─── Task input ───

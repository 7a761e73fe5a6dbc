//! Redis Stack connector and health checks

mod config;
mod connector;
mod health;

pub use config::RedisConfig;
pub use connector::{connect, connect_with_retry};
pub use health::{HealthStatus, check_health, check_health_detailed, check_modules};

pub use redis::aio::ConnectionManager;
pub use redis::{AsyncCommands, Client, RedisResult};
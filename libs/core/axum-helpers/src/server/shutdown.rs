use std::sync::Arc;
use std::sync::atomic::{AtomicBool, Ordering};
use tokio::signal;
use tokio::sync::watch;
use tracing::{error, info};

/// Shared shutdown flag.
///
/// One task waits for SIGINT/SIGTERM and flips the flag; any number of
/// clones can await [`ShutdownCoordinator::wait_for_shutdown`].
#[derive(Clone)]
pub struct ShutdownCoordinator {
    tx: Arc<watch::Sender<bool>>,
    initiated: Arc<AtomicBool>,
}

impl ShutdownCoordinator {
    pub fn new() -> Self {
        let (tx, _rx) = watch::channel(false);
        Self {
            tx: Arc::new(tx),
            initiated: Arc::new(AtomicBool::new(false)),
        }
    }

    pub fn is_shutting_down(&self) -> bool {
        self.initiated.load(Ordering::Acquire)
    }

    /// Idempotent; only the first call logs and notifies.
    pub fn shutdown(&self) {
        if self
            .initiated
            .compare_exchange(false, true, Ordering::AcqRel, Ordering::Acquire)
            .is_ok()
        {
            info!("Initiating graceful shutdown");
            self.tx.send_replace(true);
        }
    }

    /// Resolve once [`shutdown`](Self::shutdown) has been called, even if
    /// that happened before this was awaited.
    pub async fn wait_for_shutdown(&self) {
        let mut rx = self.tx.subscribe();
        // Sender lives in self, so this only errors if it was dropped
        let _ = rx.wait_for(|stopped| *stopped).await;
    }

    /// Block until a termination signal arrives, then trigger shutdown.
    pub async fn wait_for_signal(&self) {
        shutdown_signal().await;
        self.shutdown();
    }
}

impl Default for ShutdownCoordinator {
    fn default() -> Self {
        Self::new()
    }
}

/// Resolve on Ctrl+C or SIGTERM. If a handler cannot be installed that
/// branch never fires.
async fn shutdown_signal() {
    let ctrl_c = async {
        if let Err(e) = signal::ctrl_c().await {
            error!("Failed to listen for Ctrl+C: {}", e);
            std::future::pending::<()>().await;
        }
    };

    #[cfg(unix)]
    let terminate = async {
        match signal::unix::signal(signal::unix::SignalKind::terminate()) {
            Ok(mut stream) => {
                stream.recv().await;
            }
            Err(e) => {
                error!("Failed to install SIGTERM handler: {}", e);
                std::future::pending::<()>().await;
            }
        }
    };

    #[cfg(not(unix))]
    let terminate = std::future::pending::<()>();

    tokio::select! {
        _ = ctrl_c => info!("Received Ctrl+C, shutting down gracefully"),
        _ = terminate => info!("Received SIGTERM, shutting down gracefully"),
    }
}
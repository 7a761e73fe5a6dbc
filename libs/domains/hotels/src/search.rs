use async_trait::async_trait;

use crate::error::HotelResult;
use crate::models::Neighbor;

/// Nearest-neighbor lookup over stored hotel embeddings.
///
/// Implementations return at most `k` neighbors ordered by ascending distance
/// (most similar first). A query vector whose length differs from
/// [`dimension`](SimilaritySearch::dimension) is a `Validation` error; an
/// unreachable or missing index is a `Query` error.
#[cfg_attr(test, mockall::automock)]
#[async_trait]
pub trait SimilaritySearch: Send + Sync {
    /// Create the index if it does not exist yet. Idempotent.
    async fn ensure_index(&self) -> HotelResult<()>;

    async fn knn(&self, vector: &[f32], k: usize) -> HotelResult<Vec<Neighbor>>;

    fn dimension(&self) -> usize;
}
//! Readiness check against the live Redis connection.

use crate::state::AppState;
use axum::{
    extract::State,
    response::{IntoResponse, Response},
};
use axum_helpers::server::{HealthCheckFuture, run_health_checks};

pub async fn ready_handler(State(state): State<AppState>) -> Response {
    let checks: Vec<(&str, HealthCheckFuture<'_>)> = vec![(
        "redis",
        Box::pin(async {
            let mut redis = state.redis.clone();
            database::redis::check_health(&mut redis)
                .await
                .map_err(|e| e.to_string())
        }),
    )];

    run_health_checks(checks).await.into_response()
}
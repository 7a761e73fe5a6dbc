use axum::{Json, Router, extract::State, http::StatusCode, routing::get};
use core_config::AppInfo;
use futures::future::join_all;
use serde::Serialize;
use std::collections::BTreeMap;
use std::future::Future;
use std::pin::Pin;

#[derive(Debug, Serialize)]
pub struct HealthResponse {
    pub status: &'static str,
    pub name: &'static str,
    pub version: &'static str,
}

#[derive(Debug, Serialize)]
pub struct ReadyResponse {
    /// "ready" or "not ready"
    pub status: &'static str,
    /// Check name to "connected" / "disconnected"
    pub checks: BTreeMap<String, &'static str>,
}

/// A boxed readiness check with a string error
pub type HealthCheckFuture<'a> = Pin<Box<dyn Future<Output = Result<(), String>> + Send + 'a>>;

/// Run checks concurrently; 200 when all pass, 503 otherwise.
///
/// ```ignore
/// let checks: Vec<(&str, HealthCheckFuture)> = vec![(
///     "redis",
///     Box::pin(async move { check_health(&mut conn).await.map_err(|e| e.to_string()) }),
/// )];
/// run_health_checks(checks).await
/// ```
pub async fn run_health_checks(
    checks: Vec<(&str, HealthCheckFuture<'_>)>,
) -> (StatusCode, Json<ReadyResponse>) {
    let (names, pending): (Vec<_>, Vec<_>) = checks.into_iter().unzip();
    let results = join_all(pending).await;

    let mut all_ready = true;
    let checks = names
        .into_iter()
        .zip(results)
        .map(|(name, result)| {
            let state = match result {
                Ok(()) => "connected",
                Err(e) => {
                    tracing::error!(check = name, error = %e, "Readiness check failed");
                    all_ready = false;
                    "disconnected"
                }
            };
            (name.to_string(), state)
        })
        .collect();

    let (status, label) = if all_ready {
        (StatusCode::OK, "ready")
    } else {
        (StatusCode::SERVICE_UNAVAILABLE, "not ready")
    };

    (
        status,
        Json(ReadyResponse {
            status: label,
            checks,
        }),
    )
}

/// Liveness: always 200 while the process is serving.
pub async fn health_handler(State(app): State<AppInfo>) -> Json<HealthResponse> {
    Json(HealthResponse {
        status: "healthy",
        name: app.name,
        version: app.version,
    })
}

/// `/health` route carrying the binary's name and version.
pub fn health_router(app_info: AppInfo) -> Router {
    Router::new()
        .route("/health", get(health_handler))
        .with_state(app_info)
}
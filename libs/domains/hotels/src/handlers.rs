use axum::{
    Json, Router,
    extract::{Path, State},
    http::StatusCode,
    response::IntoResponse,
    routing::get,
};
use axum_helpers::{
    ValidatedJson, ValidatedQuery,
    errors::responses::{
        BadRequestValidationResponse, InternalServerErrorResponse, NotFoundResponse,
        ServiceUnavailableResponse,
    },
};
use std::sync::Arc;
use utoipa::OpenApi;

use crate::error::HotelResult;
use crate::models::{
    Contact, CreateHotel, HotelId, HotelResponse, SimilarHotelsResponse, SimilarOptions,
    SimilarQuery, UpdateHotel,
};
use crate::repository::HotelRepository;
use crate::search::SimilaritySearch;
use crate::service::HotelService;

pub const TAG: &str = "hotels";

/// OpenAPI documentation for Hotels API
#[derive(OpenApi)]
#[openapi(
    paths(
        list_hotels,
        create_hotel,
        get_hotel,
        update_hotel,
        delete_hotel,
        similar_hotels,
    ),
    components(
        schemas(HotelResponse, CreateHotel, UpdateHotel, Contact, SimilarHotelsResponse),
        responses(
            NotFoundResponse,
            BadRequestValidationResponse,
            ServiceUnavailableResponse,
            InternalServerErrorResponse
        )
    ),
    tags(
        (name = TAG, description = "Hotel catalogue and similarity search")
    )
)]
pub struct ApiDoc;

type SharedService<R, S> = State<Arc<HotelService<R, S>>>;

/// Create the hotel router with all HTTP endpoints
pub fn router<R, S>(service: HotelService<R, S>) -> Router
where
    R: HotelRepository + 'static,
    S: SimilaritySearch + 'static,
{
    let shared_service = Arc::new(service);

    Router::new()
        .route("/", get(list_hotels).post(create_hotel))
        .route(
            "/{id}",
            get(get_hotel).put(update_hotel).delete(delete_hotel),
        )
        .route("/{id}/similar", get(similar_hotels))
        .with_state(shared_service)
}

/// List all hotels
#[utoipa::path(
    get,
    path = "",
    tag = TAG,
    responses(
        (status = 200, description = "List of hotels", body = Vec<HotelResponse>),
        (status = 503, response = ServiceUnavailableResponse),
        (status = 500, response = InternalServerErrorResponse)
    )
)]
async fn list_hotels<R: HotelRepository, S: SimilaritySearch>(
    State(service): SharedService<R, S>,
) -> HotelResult<Json<Vec<HotelResponse>>> {
    let hotels = service.list_hotels().await?;
    Ok(Json(hotels.into_iter().map(HotelResponse::from).collect()))
}

/// Create a new hotel; its embedding is computed on the way in
#[utoipa::path(
    post,
    path = "",
    tag = TAG,
    request_body = CreateHotel,
    responses(
        (status = 201, description = "Hotel created successfully", body = HotelResponse),
        (status = 400, response = BadRequestValidationResponse),
        (status = 503, response = ServiceUnavailableResponse),
        (status = 500, response = InternalServerErrorResponse)
    )
)]
async fn create_hotel<R: HotelRepository, S: SimilaritySearch>(
    State(service): SharedService<R, S>,
    ValidatedJson(input): ValidatedJson<CreateHotel>,
) -> HotelResult<impl IntoResponse> {
    let hotel = service.create_hotel(input).await?;
    Ok((StatusCode::CREATED, Json(HotelResponse::from(hotel))))
}

/// Get a hotel by ID
#[utoipa::path(
    get,
    path = "/{id}",
    tag = TAG,
    params(
        ("id" = String, Path, description = "Hotel ID")
    ),
    responses(
        (status = 200, description = "Hotel found", body = HotelResponse),
        (status = 404, response = NotFoundResponse),
        (status = 503, response = ServiceUnavailableResponse),
        (status = 500, response = InternalServerErrorResponse)
    )
)]
async fn get_hotel<R: HotelRepository, S: SimilaritySearch>(
    State(service): SharedService<R, S>,
    Path(id): Path<HotelId>,
) -> HotelResult<Json<HotelResponse>> {
    let hotel = service.get_hotel(&id).await?;
    Ok(Json(hotel.into()))
}

/// Update a hotel; only supplied fields change
#[utoipa::path(
    put,
    path = "/{id}",
    tag = TAG,
    params(
        ("id" = String, Path, description = "Hotel ID")
    ),
    request_body = UpdateHotel,
    responses(
        (status = 200, description = "Hotel updated successfully", body = HotelResponse),
        (status = 400, response = BadRequestValidationResponse),
        (status = 404, response = NotFoundResponse),
        (status = 503, response = ServiceUnavailableResponse),
        (status = 500, response = InternalServerErrorResponse)
    )
)]
async fn update_hotel<R: HotelRepository, S: SimilaritySearch>(
    State(service): SharedService<R, S>,
    Path(id): Path<HotelId>,
    ValidatedJson(input): ValidatedJson<UpdateHotel>,
) -> HotelResult<Json<HotelResponse>> {
    let hotel = service.update_hotel(&id, input).await?;
    Ok(Json(hotel.into()))
}

/// Delete a hotel
#[utoipa::path(
    delete,
    path = "/{id}",
    tag = TAG,
    params(
        ("id" = String, Path, description = "Hotel ID")
    ),
    responses(
        (status = 204, description = "Hotel deleted successfully"),
        (status = 404, response = NotFoundResponse),
        (status = 503, response = ServiceUnavailableResponse),
        (status = 500, response = InternalServerErrorResponse)
    )
)]
async fn delete_hotel<R: HotelRepository, S: SimilaritySearch>(
    State(service): SharedService<R, S>,
    Path(id): Path<HotelId>,
) -> HotelResult<impl IntoResponse> {
    service.delete_hotel(&id).await?;
    Ok(StatusCode::NO_CONTENT)
}

/// Hotels most similar to the given one, nearest first
///
/// The hotel itself is normally its own nearest neighbor and is included
/// unless `exclude_self=true`.
#[utoipa::path(
    get,
    path = "/{id}/similar",
    tag = TAG,
    params(
        ("id" = String, Path, description = "Hotel ID"),
        SimilarQuery
    ),
    responses(
        (status = 200, description = "Similar hotels", body = SimilarHotelsResponse),
        (status = 400, response = BadRequestValidationResponse),
        (status = 404, response = NotFoundResponse),
        (status = 503, response = ServiceUnavailableResponse),
        (status = 500, response = InternalServerErrorResponse)
    )
)]
async fn similar_hotels<R: HotelRepository, S: SimilaritySearch>(
    State(service): SharedService<R, S>,
    Path(id): Path<HotelId>,
    ValidatedQuery(query): ValidatedQuery<SimilarQuery>,
) -> HotelResult<Json<SimilarHotelsResponse>> {
    let options = SimilarOptions {
        k: query.k.unwrap_or_else(|| service.default_k()),
        exclude_self: query.exclude_self,
    };

    let hotels = service.find_similar_with(&id, options).await?;
    Ok(Json(SimilarHotelsResponse {
        similar_hotels: hotels.into_iter().map(HotelResponse::from).collect(),
    }))
}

───

◆ Exercise
For this exercise, please copy exactly the lines of the material above from its first line through the line where "it was dropped" appears.

◆ Output
repository 7a761e73fe5a6dbc
//! Redis Stack connector and health checks

mod config;
mod connector;
mod health;

pub use config::RedisConfig;
pub use connector::{connect, connect_with_retry};
pub use health::{HealthStatus, check_health, check_health_detailed, check_modules};

pub use redis::aio::ConnectionManager;
pub use redis::{AsyncCommands, Client, RedisResult};
filename libs/core/axum-helpers/src/server/shutdown.rs
use std::sync::Arc;
use std::sync::atomic::{AtomicBool, Ordering};
use tokio::signal;
use tokio::sync::watch;
use tracing::{error, info};

/// Shared shutdown flag.
///
/// One task waits for SIGINT/SIGTERM and flips the flag; any number of
/// clones can await [`ShutdownCoordinator::wait_for_shutdown`].
#[derive(Clone)]
pub struct ShutdownCoordinator {
    tx: Arc<watch::Sender<bool>>,
    initiated: Arc<AtomicBool>,
}

impl ShutdownCoordinator {
    pub fn new() -> Self {
        let (tx, _rx) = watch::channel(false);
        Self {
            tx: Arc::new(tx),
            initiated: Arc::new(AtomicBool::new(false)),
        }
    }

    pub fn is_shutting_down(&self) -> bool {
        self.initiated.load(Ordering::Acquire)
    }

    /// Idempotent; only the first call logs and notifies.
    pub fn shutdown(&self) {
        if self
            .initiated
            .compare_exchange(false, true, Ordering::AcqRel, Ordering::Acquire)
            .is_ok()
        {
            info!("Initiating graceful shutdown");
            self.tx.send_replace(true);
        }
    }

    /// Resolve once [`shutdown`](Self::shutdown) has been called, even if
    /// that happened before this was awaited.
    pub async fn wait_for_shutdown(&self) {
        let mut rx = self.tx.subscribe();
        // Sender lives in self, so this only errors if it was dropped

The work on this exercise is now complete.